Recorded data
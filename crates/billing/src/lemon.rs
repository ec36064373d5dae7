//! Lemon Squeezy API client
//!
//! Lemon Squeezy has no Rust SDK, so this is a thin JSON:API client over
//! reqwest covering the calls the reconciliation core needs: checkout
//! creation, subscription/customer retrieval, and the customer portal URL.

use std::collections::HashMap;
use std::sync::Arc;

use reqwest::header::{ACCEPT, CONTENT_TYPE};
use serde::Deserialize;
use serde_json::json;

use crate::error::{BillingError, BillingResult};

const JSON_API: &str = "application/vnd.api+json";
const DEFAULT_API_URL: &str = "https://api.lemonsqueezy.com/v1";

/// Lemon Squeezy configuration.
#[derive(Debug, Clone)]
pub struct LemonConfig {
    pub api_key: String,
    pub store_id: String,
    pub webhook_secret: String,
    pub variant_id_monthly: Option<String>,
    pub variant_id_yearly: Option<String>,
    pub variant_id_credits10: Option<String>,
    /// Known credit-pack variants: variant id -> credit amount. Used when a
    /// variant name carries no numeric amount.
    pub credit_variants: HashMap<String, i64>,
    /// Base API URL, overridable for tests.
    pub api_url: String,
}

impl LemonConfig {
    pub fn from_env() -> BillingResult<Self> {
        let require = |key: &str| {
            std::env::var(key).map_err(|_| BillingError::Config(format!("{key} is not set")))
        };
        let optional = |key: &str| std::env::var(key).ok();
        let variant_id_credits10 = optional("LEMONSQUEEZY_VARIANT_ID_CREDITS_10");
        let mut credit_variants = HashMap::new();
        if let Some(variant_id) = &variant_id_credits10 {
            credit_variants.insert(variant_id.clone(), 10);
        }
        Ok(Self {
            api_key: require("LEMONSQUEEZY_API_KEY")?,
            store_id: require("LEMONSQUEEZY_STORE_ID")?,
            webhook_secret: require("LEMONSQUEEZY_WEBHOOK_SECRET")?,
            variant_id_monthly: optional("LEMONSQUEEZY_VARIANT_ID_MONTHLY"),
            variant_id_yearly: optional("LEMONSQUEEZY_VARIANT_ID_YEARLY"),
            variant_id_credits10,
            credit_variants,
            api_url: std::env::var("LEMONSQUEEZY_API_URL")
                .unwrap_or_else(|_| DEFAULT_API_URL.to_string()),
        })
    }
}

/// Subscription resource as returned by `GET /subscriptions/{id}`.
#[derive(Debug, Clone, Deserialize)]
pub struct LemonSubscription {
    pub data: LemonSubscriptionData,
}

#[derive(Debug, Clone, Deserialize)]
pub struct LemonSubscriptionData {
    pub id: String,
    pub attributes: LemonSubscriptionAttributes,
}

#[derive(Debug, Clone, Deserialize)]
pub struct LemonSubscriptionAttributes {
    pub customer_id: i64,
    pub product_name: String,
    pub variant_name: String,
    /// active, cancelled, expired, paused, past_due, unpaid
    pub status: String,
}

#[derive(Debug, Deserialize)]
struct CheckoutResource {
    data: CheckoutResourceData,
}

#[derive(Debug, Deserialize)]
struct CheckoutResourceData {
    id: String,
    attributes: CheckoutResourceAttributes,
}

#[derive(Debug, Deserialize)]
struct CheckoutResourceAttributes {
    url: String,
}

/// A created checkout session.
#[derive(Debug, Clone, serde::Serialize)]
pub struct LemonCheckout {
    pub checkout_url: String,
    pub checkout_id: String,
}

/// Options for creating a checkout.
#[derive(Debug, Clone, Default)]
pub struct CreateLemonCheckout {
    pub variant_id: String,
    pub email: Option<String>,
    pub user_id: Option<String>,
    pub success_url: Option<String>,
    pub cancel_url: Option<String>,
}

/// Lemon Squeezy API client.
#[derive(Clone)]
pub struct LemonClient {
    http: reqwest::Client,
    config: Arc<LemonConfig>,
}

impl LemonClient {
    pub fn new(config: LemonConfig) -> Self {
        Self {
            http: reqwest::Client::new(),
            config: Arc::new(config),
        }
    }

    pub fn from_env() -> BillingResult<Self> {
        Ok(Self::new(LemonConfig::from_env()?))
    }

    pub fn config(&self) -> &LemonConfig {
        &self.config
    }

    async fn get_json(&self, endpoint: &str) -> BillingResult<serde_json::Value> {
        let url = format!("{}{endpoint}", self.config.api_url);
        let response = self
            .http
            .get(&url)
            .bearer_auth(&self.config.api_key)
            .header(ACCEPT, JSON_API)
            .send()
            .await?;

        if !response.status().is_success() {
            return Err(BillingError::LemonApi(format!(
                "{} {} for {endpoint}",
                response.status().as_u16(),
                response.status().canonical_reason().unwrap_or("error"),
            )));
        }

        Ok(response.json().await?)
    }

    /// Create a checkout for a variant.
    pub async fn create_checkout(
        &self,
        options: CreateLemonCheckout,
    ) -> BillingResult<LemonCheckout> {
        let mut checkout_data = json!({});
        if let Some(email) = &options.email {
            checkout_data["email"] = json!(email);
        }
        if let Some(user_id) = &options.user_id {
            checkout_data["custom"] = json!({ "userId": user_id });
        }
        if let Some(url) = &options.success_url {
            checkout_data["success_url"] = json!(url);
        }
        if let Some(url) = &options.cancel_url {
            checkout_data["cancel_url"] = json!(url);
        }

        let body = json!({
            "data": {
                "type": "checkouts",
                "attributes": {
                    "store_id": self.config.store_id,
                    "variant_id": options.variant_id,
                    "checkout_data": checkout_data,
                }
            }
        });

        let url = format!("{}/checkouts", self.config.api_url);
        let response = self
            .http
            .post(&url)
            .bearer_auth(&self.config.api_key)
            .header(ACCEPT, JSON_API)
            .header(CONTENT_TYPE, JSON_API)
            .json(&body)
            .send()
            .await?;

        if !response.status().is_success() {
            return Err(BillingError::LemonApi(format!(
                "checkout creation failed with status {}",
                response.status().as_u16()
            )));
        }

        let resource: CheckoutResource = response.json().await?;
        Ok(LemonCheckout {
            checkout_url: resource.data.attributes.url,
            checkout_id: resource.data.id,
        })
    }

    /// Retrieve a subscription.
    pub async fn get_subscription(&self, subscription_id: &str) -> BillingResult<LemonSubscription> {
        let value = self
            .get_json(&format!("/subscriptions/{subscription_id}"))
            .await?;
        serde_json::from_value(value).map_err(|e| BillingError::LemonApi(e.to_string()))
    }

    /// Retrieve a customer.
    pub async fn get_customer(&self, customer_id: &str) -> BillingResult<serde_json::Value> {
        self.get_json(&format!("/customers/{customer_id}")).await
    }

    /// Customer portal URL, or `None` when the lookup fails. Portal lookup
    /// is best-effort; linking proceeds without it.
    pub async fn get_customer_portal_url(&self, customer_id: &str) -> Option<String> {
        match self.get_customer(customer_id).await {
            Ok(customer) => customer["data"]["attributes"]["urls"]["customer_portal"]
                .as_str()
                .map(str::to_string),
            Err(e) => {
                tracing::warn!(
                    customer_id = %customer_id,
                    error = %e,
                    "Could not fetch customer portal URL"
                );
                None
            }
        }
    }
}

#[cfg(test)]
mod tests {
    use super::*;

    fn test_config(api_url: String) -> LemonConfig {
        LemonConfig {
            api_key: "ls_test_key".to_string(),
            store_id: "12345".to_string(),
            webhook_secret: "whsec".to_string(),
            variant_id_monthly: None,
            variant_id_yearly: None,
            variant_id_credits10: None,
            credit_variants: HashMap::new(),
            api_url,
        }
    }

    #[tokio::test]
    async fn portal_url_extracted_from_customer() {
        let mut server = mockito::Server::new_async().await;
        let mock = server
            .mock("GET", "/customers/42")
            .with_status(200)
            .with_header("content-type", "application/vnd.api+json")
            .with_body(
                r#"{"data":{"id":"42","type":"customers","attributes":{
                    "name":"Test","email":"t@example.com",
                    "urls":{"customer_portal":"https://store.lemonsqueezy.com/billing?x=1"}
                }}}"#,
            )
            .create_async()
            .await;

        let client = LemonClient::new(test_config(server.url()));
        let url = client.get_customer_portal_url("42").await;
        mock.assert_async().await;
        assert_eq!(
            url.as_deref(),
            Some("https://store.lemonsqueezy.com/billing?x=1")
        );
    }

    #[tokio::test]
    async fn portal_url_lookup_failure_is_none() {
        let mut server = mockito::Server::new_async().await;
        server
            .mock("GET", "/customers/42")
            .with_status(500)
            .create_async()
            .await;

        let client = LemonClient::new(test_config(server.url()));
        assert!(client.get_customer_portal_url("42").await.is_none());
    }

    #[tokio::test]
    async fn subscription_parses_status_and_names() {
        let mut server = mockito::Server::new_async().await;
        server
            .mock("GET", "/subscriptions/777")
            .with_status(200)
            .with_body(
                r#"{"data":{"id":"777","type":"subscriptions","attributes":{
                    "customer_id":42,
                    "product_name":"Craftpass Pro",
                    "variant_name":"Pro Monthly",
                    "status":"active"
                }}}"#,
            )
            .create_async()
            .await;

        let client = LemonClient::new(test_config(server.url()));
        let sub = client.get_subscription("777").await.unwrap();
        assert_eq!(sub.data.id, "777");
        assert_eq!(sub.data.attributes.status, "active");
        assert_eq!(sub.data.attributes.variant_name, "Pro Monthly");
        assert_eq!(sub.data.attributes.customer_id, 42);
    }

    #[tokio::test]
    async fn checkout_creation_returns_url_and_id() {
        let mut server = mockito::Server::new_async().await;
        server
            .mock("POST", "/checkouts")
            .with_status(201)
            .with_body(
                r#"{"data":{"id":"chk_1","type":"checkouts","attributes":{
                    "url":"https://store.lemonsqueezy.com/checkout/buy/abc"
                }}}"#,
            )
            .create_async()
            .await;

        let client = LemonClient::new(test_config(server.url()));
        let checkout = client
            .create_checkout(CreateLemonCheckout {
                variant_id: "999".to_string(),
                email: Some("t@example.com".to_string()),
                user_id: Some("user_1".to_string()),
                ..Default::default()
            })
            .await
            .unwrap();
        assert_eq!(checkout.checkout_id, "chk_1");
        assert!(checkout.checkout_url.contains("checkout/buy"));
    }
}
//! Canonical webhook events
//!
//! Both provider adapters translate their native event shapes into these
//! types. They are constructed once per webhook delivery, consumed by the
//! reconciliation engine or the credit ledger, then discarded; the
//! membership profile is the only durable entity.

use craftpass_shared::PaymentProvider;

/// Lifecycle phase reported by a subscription event.
#[derive(Debug, Clone, Copy, PartialEq, Eq)]
pub enum SubscriptionEventKind {
    Created,
    Updated,
    Cancelled,
    Expired,
    Paused,
    Resumed,
}

/// A provider-agnostic subscription lifecycle event.
#[derive(Debug, Clone, PartialEq, Eq)]
pub struct CanonicalSubscriptionEvent {
    pub provider: PaymentProvider,
    pub kind: SubscriptionEventKind,
    pub subscription_id: String,
    /// The provider's customer id. Lifecycle webhooks carry only this, not
    /// our own user id; the linking flow established the mapping earlier.
    pub provider_customer_id: String,
    /// Product/variant identifier or display name used for tier
    /// classification.
    pub product_classifier: String,
    /// The provider's own status string, e.g. "active" or "past_due".
    pub raw_status: String,
}

/// What an adapter decided to do with a verified payload.
#[derive(Debug, Clone, PartialEq)]
pub enum WebhookAction {
    /// Reconcile membership state from a subscription lifecycle event.
    Subscription(CanonicalSubscriptionEvent),
    /// First checkout completion: link the user to the provider customer.
    CheckoutCompleted {
        provider: PaymentProvider,
        user_id: Option<String>,
        subscription_id: String,
        provider_customer_id: String,
    },
    /// One-time credits purchase.
    Credits {
        provider: PaymentProvider,
        user_id: Option<String>,
        amount: i64,
        order_id: String,
    },
    /// Recognized but intentionally skipped, or outside the allow-list.
    /// Must trigger no side effects.
    Ignored,
}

> Exercise
Wherever the word "this" appears in the entries above, copy that whole line.

> Reply
//! Lemon Squeezy has no Rust SDK, so this is a thin JSON:API client over
    /// The provider's customer id. Lifecycle webhooks carry only this, not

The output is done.